Giardinaggio e Conservazione della Natura

Fabrizio Martini

Il giardino, inteso come luogo di riunione secondo canoni essenzialmente estetici di specie assai diverse per collocazione sistematica e provenienza, appare di certo l’antitesi del paesaggio naturale, così come viene percepito dalla comune sensibilità.
Prodotto dell’arte antica e nobile del giardinaggio, il giardino si può interpretare come una semplificazione del tessuto vegetale naturale al pari di una coltivazione agraria, rispetto alla quale si differenzia in buona sostanza per gli scopi prettamente ornamentali anziché produttivi. Le qualità che rendono il giardino così facilmente riconoscibile e apprezzato, a prescindere dai manufatti eventualmente presenti, sono frutto dell’intensità e della costanza dell’intervento umano, necessario per imporre un ordine del tutto innaturale, anche se in alcune circostanze volutamente modellato sul paesaggio circostante (giardino del periodo romantico).

All’interno del giardino regna comunque una sorta di equilibrio altamente instabile che viene repentinamente a mutare con il cessare della manutenzione.
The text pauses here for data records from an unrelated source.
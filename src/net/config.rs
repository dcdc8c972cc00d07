//! Stack configuration
//!
//! Every tunable the protocol layers read lives here with the defaults the
//! kernel boots with. Build one with `StackConfig::default()` and override the
//! fields that matter.

use core::net::Ipv4Addr;

/// Statically assigned address, used instead of DHCP when present.
#[derive(Debug, Clone, Copy, PartialEq, Eq)]
pub struct StaticIpConfig {
    pub ip: Ipv4Addr,
    pub netmask: Ipv4Addr,
    pub gateway: Ipv4Addr,
}

#[derive(Debug, Clone, Copy, PartialEq, Eq)]
pub struct TcpConfig {
    /// Receive ring capacity per connection
    pub recv_buffer_size: usize,
    /// Window we advertise and the initial send window
    pub default_window: u16,
    /// Largest payload per segment
    pub mss: u16,
    pub initial_rto_ms: u64,
    pub max_rto_ms: u64,
    pub max_retransmits: u8,
    /// Connection table capacity; inserts beyond it fail like an allocation failure
    pub max_connections: usize,
    /// SYNs admitted per accounting window before new ones are dropped
    pub syn_flood_threshold: u32,
    pub syn_flood_window_ms: u64,
    pub ephemeral_port_start: u16,
    pub initial_sequence: u32,
    /// Mark `connect` established as soon as the SYN is out
    pub optimistic_connect: bool,
}

impl Default for TcpConfig {
    fn default() -> Self {
        Self {
            recv_buffer_size: 4096,
            default_window: 8192,
            mss: 1460,
            initial_rto_ms: 1000,
            max_rto_ms: 60_000,
            max_retransmits: 5,
            max_connections: 64,
            syn_flood_threshold: 10,
            syn_flood_window_ms: 1000,
            ephemeral_port_start: 49152,
            initial_sequence: 0x1234_5678,
            optimistic_connect: true,
        }
    }
}

#[derive(Debug, Clone, Copy, PartialEq, Eq)]
pub struct DhcpConfig {
    pub transaction_id: u32,
    pub retry_interval_ms: u64,
    /// `None` keeps retrying until a lease arrives or the token is cancelled
    pub max_attempts: Option<u32>,
}

impl Default for DhcpConfig {
    fn default() -> Self {
        Self {
            transaction_id: 0x1234_5678,
            retry_interval_ms: 2000,
            max_attempts: None,
        }
    }
}

#[derive(Debug, Clone, Copy, PartialEq, Eq)]
pub struct PingConfig {
    pub identifier: u16,
    pub count: u16,
    pub interval_ms: u64,
}

impl Default for PingConfig {
    fn default() -> Self {
        Self {
            identifier: 0x1234,
            count: 4,
            interval_ms: 1000,
        }
    }
}

#[derive(Debug, Clone, Copy, PartialEq, Eq)]
pub struct StackConfig {
    pub ttl: u8,
    pub arp_cache_slots: usize,
    /// Capacity of the interrupt receive queue
    pub rx_queue_capacity: usize,
    pub static_ip: Option<StaticIpConfig>,
    pub tcp: TcpConfig,
    pub dhcp: DhcpConfig,
    pub ping: PingConfig,
}

impl Default for StackConfig {
    fn default() -> Self {
        Self {
            ttl: 64,
            arp_cache_slots: 1,
            rx_queue_capacity: 64,
            static_ip: None,
            tcp: TcpConfig::default(),
            dhcp: DhcpConfig::default(),
            ping: PingConfig::default(),
        }
    }
}

impl StackConfig {
    pub fn with_static_ip(mut self, ip: Ipv4Addr, netmask: Ipv4Addr, gateway: Ipv4Addr) -> Self {
        self.static_ip = Some(StaticIpConfig { ip, netmask, gateway });
        self
    }
}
In realtà concetti molto simili si possono esprimere anche per buona parte del paesaggio naturale, in territori dove la presenza dell’uomo è diffusa e può risalire alla preistoria. L’armonico succedersi di prati, pascoli e boschi in un paesaggio montano è infatti il risultato dell’antico intervento dell’uomo connesso con le attività agrosilvopastorali. L’effetto del diffuso abbandono di queste attività è sotto agli occhi di tutti ed è rappresentato da una generale e sostenuta ripresa del bosco, con la conseguente scomparsa degli ambienti prativi e del loro patrimonio di specie vegetali e animali. Diversa e ben più preoccupante la situazione in cui versano la maggior parte delle aree planiziali, dove la pressione antropica ha quasi del tutto sconvolto l’assetto naturale, portando alla scomparsa talvolta completa del paesaggio originario e di buona parte della flora autoctona. In molte regioni perciò è venuta progressivamente imponendosi l’esigenza di preservare le ultime vestigia di naturalità o quantomeno di proteggere le specie che di questo paesaggio facevano parte e che sono minacciate di estinzione.
A questo livello si colloca l’attività di coltivazione e riproduzione in giardini specializzati di specie minacciate, per promuoverne in un secondo tempo la reintroduzione in oasi di tutela ambientale. In questo panorama quale ruolo può svolgere il giardino, e il giardino privato in particolare? Sicuramente un ruolo positivo, anche se con ovvi distinguo in fatto di finalità. Giardini situati nella periferia urbana o in centri minori ad esempio possiedono spesso elementi naturali che però, data la scarsa conoscenza e sensibilità dei proprietari, vengono estirpati e sostituiti con specie importate. Da qui nasce l’esigenza di promuovere negli appassionati una maggiore conoscenza della flora spontanea locale e del suo rispetto e valorizzazione nella manutenzione del giardino, consentendole di sopravvivere come in altrettante piccole oasi di naturalità.
Accanto a ciò si può auspicare la reintroduzione nei giardini di elementi arbustivi delle siepi tradizionali, con il progressivo abbandono, seppure parziale, di elementi esotici, spesso anche di dubbio valore estetico, imposti dalla moda o da una sottocultura che è andata diffondendosi con l’affermarsi del giardinaggio consumistico. La presenza di una siepe polifitica, costituita cioè da più specie, spontanee e coltivate per esaltarne l’effetto scenografico, comporta oltretutto maggiori possibilità di sopravvivenza per la fauna selvatica. Si tratta quindi di introdurre elementi della cultura naturalistica, nel rispetto di una tradizione un tempo esistente ma ormai misconosciuta, in un campo troppo spesso dominato dalla pura artificiosità.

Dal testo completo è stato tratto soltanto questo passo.